▶ [PROBLEM TO SOLVE]:
Please restate the material below word for word, from the first line through the one that contains "applied in order", inclusive.

Start of MATERIAL TO PROCESS

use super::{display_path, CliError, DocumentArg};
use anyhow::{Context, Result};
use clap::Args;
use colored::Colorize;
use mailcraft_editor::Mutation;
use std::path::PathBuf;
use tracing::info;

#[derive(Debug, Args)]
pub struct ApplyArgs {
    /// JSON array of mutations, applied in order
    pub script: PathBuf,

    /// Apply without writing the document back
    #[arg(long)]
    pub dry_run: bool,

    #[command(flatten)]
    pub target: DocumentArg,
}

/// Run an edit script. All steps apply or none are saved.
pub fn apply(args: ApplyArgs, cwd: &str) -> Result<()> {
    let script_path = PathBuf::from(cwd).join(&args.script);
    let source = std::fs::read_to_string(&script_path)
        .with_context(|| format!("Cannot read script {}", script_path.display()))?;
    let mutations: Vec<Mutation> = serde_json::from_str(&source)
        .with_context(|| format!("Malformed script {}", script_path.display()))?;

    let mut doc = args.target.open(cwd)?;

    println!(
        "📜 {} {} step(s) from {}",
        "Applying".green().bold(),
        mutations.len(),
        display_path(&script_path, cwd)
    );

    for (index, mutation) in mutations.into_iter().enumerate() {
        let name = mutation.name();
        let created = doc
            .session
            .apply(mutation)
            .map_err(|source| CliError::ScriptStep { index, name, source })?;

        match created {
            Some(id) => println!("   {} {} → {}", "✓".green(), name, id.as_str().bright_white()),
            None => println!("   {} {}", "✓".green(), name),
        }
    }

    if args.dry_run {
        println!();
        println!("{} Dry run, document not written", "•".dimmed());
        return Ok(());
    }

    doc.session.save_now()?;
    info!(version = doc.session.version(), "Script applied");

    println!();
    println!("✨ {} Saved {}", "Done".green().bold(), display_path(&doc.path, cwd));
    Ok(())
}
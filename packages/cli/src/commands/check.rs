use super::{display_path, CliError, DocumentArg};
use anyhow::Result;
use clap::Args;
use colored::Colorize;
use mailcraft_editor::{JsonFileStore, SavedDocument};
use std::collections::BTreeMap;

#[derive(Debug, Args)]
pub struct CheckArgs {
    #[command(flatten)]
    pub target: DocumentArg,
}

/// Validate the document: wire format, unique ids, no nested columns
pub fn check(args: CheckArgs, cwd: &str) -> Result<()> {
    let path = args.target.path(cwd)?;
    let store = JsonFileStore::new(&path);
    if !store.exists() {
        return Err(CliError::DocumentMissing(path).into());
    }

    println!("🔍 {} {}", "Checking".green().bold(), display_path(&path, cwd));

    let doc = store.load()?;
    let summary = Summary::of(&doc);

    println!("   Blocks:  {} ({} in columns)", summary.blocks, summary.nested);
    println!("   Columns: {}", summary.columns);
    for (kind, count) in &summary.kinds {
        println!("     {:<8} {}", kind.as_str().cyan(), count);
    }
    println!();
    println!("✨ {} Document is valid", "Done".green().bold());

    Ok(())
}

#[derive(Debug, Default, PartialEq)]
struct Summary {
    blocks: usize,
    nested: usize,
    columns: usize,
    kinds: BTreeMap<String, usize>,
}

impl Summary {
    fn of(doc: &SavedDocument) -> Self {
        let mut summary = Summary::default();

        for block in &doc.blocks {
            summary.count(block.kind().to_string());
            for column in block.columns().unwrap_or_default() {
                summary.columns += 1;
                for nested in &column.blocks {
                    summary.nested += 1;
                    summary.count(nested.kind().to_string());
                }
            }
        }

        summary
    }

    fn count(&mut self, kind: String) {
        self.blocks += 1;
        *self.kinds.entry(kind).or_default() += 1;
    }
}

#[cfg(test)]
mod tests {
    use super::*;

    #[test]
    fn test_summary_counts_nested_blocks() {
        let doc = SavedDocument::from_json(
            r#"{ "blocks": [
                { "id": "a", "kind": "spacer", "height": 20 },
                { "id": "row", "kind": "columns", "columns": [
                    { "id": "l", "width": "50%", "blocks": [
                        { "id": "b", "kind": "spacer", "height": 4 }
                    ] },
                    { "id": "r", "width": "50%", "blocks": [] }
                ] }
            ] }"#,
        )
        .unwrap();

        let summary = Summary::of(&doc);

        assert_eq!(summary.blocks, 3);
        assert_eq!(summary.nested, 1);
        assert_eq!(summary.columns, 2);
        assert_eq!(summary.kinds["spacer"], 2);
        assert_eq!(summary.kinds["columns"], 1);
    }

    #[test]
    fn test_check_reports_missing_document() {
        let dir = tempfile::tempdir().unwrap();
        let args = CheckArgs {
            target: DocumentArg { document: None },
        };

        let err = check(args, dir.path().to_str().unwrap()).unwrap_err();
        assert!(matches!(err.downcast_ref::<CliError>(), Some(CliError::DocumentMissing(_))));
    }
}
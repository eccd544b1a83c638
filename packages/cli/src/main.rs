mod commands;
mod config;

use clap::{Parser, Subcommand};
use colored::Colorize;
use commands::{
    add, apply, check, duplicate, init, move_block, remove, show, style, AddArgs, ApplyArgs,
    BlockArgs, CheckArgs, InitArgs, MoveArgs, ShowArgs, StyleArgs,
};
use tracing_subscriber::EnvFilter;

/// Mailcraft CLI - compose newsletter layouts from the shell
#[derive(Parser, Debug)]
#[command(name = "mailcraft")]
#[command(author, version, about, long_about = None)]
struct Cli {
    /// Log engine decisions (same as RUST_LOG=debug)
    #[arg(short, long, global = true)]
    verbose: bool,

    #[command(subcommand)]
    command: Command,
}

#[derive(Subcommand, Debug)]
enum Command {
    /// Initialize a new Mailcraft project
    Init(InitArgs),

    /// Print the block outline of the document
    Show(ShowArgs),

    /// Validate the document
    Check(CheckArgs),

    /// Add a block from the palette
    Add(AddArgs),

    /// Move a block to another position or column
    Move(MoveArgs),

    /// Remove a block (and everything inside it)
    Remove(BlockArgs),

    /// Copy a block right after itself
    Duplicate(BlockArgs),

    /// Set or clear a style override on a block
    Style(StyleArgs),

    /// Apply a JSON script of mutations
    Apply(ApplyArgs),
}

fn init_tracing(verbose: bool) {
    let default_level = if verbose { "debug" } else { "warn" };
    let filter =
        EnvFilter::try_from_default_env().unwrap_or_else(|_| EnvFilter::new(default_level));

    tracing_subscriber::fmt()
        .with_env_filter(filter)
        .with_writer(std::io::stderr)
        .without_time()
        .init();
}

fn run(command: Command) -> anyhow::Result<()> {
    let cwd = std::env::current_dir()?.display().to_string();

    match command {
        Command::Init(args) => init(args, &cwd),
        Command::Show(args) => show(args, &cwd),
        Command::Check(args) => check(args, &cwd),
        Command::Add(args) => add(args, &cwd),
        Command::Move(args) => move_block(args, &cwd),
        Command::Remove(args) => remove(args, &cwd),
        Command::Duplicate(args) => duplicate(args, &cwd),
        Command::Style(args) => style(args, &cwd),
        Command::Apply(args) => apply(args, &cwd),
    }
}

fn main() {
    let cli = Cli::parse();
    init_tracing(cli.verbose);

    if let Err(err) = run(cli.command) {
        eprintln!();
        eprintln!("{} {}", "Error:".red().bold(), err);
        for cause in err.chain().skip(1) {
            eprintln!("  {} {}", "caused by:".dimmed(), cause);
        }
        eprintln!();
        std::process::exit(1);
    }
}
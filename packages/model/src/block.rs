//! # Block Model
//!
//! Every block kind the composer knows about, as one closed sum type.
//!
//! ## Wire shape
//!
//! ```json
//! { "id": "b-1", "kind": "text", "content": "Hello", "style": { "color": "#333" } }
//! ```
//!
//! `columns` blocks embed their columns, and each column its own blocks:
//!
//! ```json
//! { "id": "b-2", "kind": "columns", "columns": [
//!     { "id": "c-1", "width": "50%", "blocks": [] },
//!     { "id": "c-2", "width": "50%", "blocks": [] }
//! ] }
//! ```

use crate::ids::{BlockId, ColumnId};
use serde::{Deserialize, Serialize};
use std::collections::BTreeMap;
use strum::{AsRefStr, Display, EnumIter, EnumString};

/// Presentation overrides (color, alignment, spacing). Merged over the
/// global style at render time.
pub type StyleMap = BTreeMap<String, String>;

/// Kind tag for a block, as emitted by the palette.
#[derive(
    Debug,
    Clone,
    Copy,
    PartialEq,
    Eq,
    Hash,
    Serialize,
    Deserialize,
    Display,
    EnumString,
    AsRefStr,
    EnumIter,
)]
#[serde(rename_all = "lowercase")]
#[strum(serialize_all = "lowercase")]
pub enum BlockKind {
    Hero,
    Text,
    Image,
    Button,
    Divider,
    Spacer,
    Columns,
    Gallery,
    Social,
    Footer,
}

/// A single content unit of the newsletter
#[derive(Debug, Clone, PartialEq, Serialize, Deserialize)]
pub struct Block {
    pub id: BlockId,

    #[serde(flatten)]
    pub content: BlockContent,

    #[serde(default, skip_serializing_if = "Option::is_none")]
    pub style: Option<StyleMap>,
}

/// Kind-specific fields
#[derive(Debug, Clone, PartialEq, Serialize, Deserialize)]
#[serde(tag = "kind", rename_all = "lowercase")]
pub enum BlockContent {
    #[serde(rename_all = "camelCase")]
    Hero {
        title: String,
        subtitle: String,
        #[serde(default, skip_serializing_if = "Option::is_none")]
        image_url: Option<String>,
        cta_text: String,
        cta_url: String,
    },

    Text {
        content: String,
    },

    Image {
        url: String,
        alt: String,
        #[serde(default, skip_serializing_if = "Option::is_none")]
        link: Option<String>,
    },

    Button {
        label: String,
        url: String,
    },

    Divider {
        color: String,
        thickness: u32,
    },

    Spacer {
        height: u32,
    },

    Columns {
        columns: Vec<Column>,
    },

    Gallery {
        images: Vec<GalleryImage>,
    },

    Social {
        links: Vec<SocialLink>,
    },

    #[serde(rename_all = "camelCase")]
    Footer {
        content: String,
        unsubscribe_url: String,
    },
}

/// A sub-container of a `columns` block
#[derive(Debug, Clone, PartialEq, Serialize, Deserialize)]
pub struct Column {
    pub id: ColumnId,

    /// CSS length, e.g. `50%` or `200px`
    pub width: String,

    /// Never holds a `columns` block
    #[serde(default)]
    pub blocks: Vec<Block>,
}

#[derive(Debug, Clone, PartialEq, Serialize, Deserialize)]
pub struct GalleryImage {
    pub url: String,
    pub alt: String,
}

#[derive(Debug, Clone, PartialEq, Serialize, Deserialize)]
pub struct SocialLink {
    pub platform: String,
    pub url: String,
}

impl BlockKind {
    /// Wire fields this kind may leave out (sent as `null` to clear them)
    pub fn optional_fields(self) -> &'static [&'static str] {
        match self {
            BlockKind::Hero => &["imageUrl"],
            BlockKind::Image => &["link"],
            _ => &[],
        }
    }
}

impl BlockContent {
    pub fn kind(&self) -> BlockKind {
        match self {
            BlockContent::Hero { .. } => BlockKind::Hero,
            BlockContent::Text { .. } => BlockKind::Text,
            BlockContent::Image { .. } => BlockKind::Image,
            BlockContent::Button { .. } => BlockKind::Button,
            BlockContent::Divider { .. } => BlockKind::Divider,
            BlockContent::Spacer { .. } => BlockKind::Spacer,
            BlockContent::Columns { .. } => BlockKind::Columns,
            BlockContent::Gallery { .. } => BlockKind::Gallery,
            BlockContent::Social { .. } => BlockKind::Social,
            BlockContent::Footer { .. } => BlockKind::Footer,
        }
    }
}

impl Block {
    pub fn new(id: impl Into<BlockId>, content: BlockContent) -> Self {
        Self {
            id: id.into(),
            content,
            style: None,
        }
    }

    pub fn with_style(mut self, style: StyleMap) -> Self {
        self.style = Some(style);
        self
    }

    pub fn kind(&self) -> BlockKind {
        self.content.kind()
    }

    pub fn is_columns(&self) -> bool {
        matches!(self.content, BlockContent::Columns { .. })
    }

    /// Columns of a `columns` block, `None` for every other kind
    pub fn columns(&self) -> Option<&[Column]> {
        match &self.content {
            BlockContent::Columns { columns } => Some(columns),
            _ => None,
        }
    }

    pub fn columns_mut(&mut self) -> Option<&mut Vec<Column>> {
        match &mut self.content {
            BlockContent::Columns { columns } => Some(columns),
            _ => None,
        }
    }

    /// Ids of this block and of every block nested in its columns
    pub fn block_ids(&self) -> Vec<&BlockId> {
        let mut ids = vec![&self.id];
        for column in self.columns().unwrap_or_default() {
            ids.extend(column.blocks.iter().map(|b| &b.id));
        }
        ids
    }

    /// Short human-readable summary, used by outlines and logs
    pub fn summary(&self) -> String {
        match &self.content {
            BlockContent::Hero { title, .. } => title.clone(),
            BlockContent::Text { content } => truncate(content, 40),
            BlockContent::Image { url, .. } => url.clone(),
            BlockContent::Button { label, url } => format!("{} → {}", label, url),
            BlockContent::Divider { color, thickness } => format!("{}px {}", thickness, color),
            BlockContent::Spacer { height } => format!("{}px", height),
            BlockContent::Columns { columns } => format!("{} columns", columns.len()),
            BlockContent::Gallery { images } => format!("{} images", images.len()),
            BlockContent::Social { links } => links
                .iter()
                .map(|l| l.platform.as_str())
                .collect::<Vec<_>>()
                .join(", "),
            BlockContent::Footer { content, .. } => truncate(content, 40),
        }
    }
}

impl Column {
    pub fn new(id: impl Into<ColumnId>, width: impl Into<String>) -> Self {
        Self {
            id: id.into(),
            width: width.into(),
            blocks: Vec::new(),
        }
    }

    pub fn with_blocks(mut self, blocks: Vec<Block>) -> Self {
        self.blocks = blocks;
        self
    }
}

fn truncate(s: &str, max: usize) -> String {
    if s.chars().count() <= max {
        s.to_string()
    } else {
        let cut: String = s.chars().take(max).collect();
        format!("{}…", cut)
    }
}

End of MATERIAL TO PROCESS

▶ [RESULT OF THE TASK]:
use super::{display_path, CliError, DocumentArg};
use anyhow::{Context, Result};
use clap::Args;
use colored::Colorize;
use mailcraft_editor::Mutation;
use std::path::PathBuf;
use tracing::info;

#[derive(Debug, Args)]
pub struct ApplyArgs {
    /// JSON array of mutations, applied in order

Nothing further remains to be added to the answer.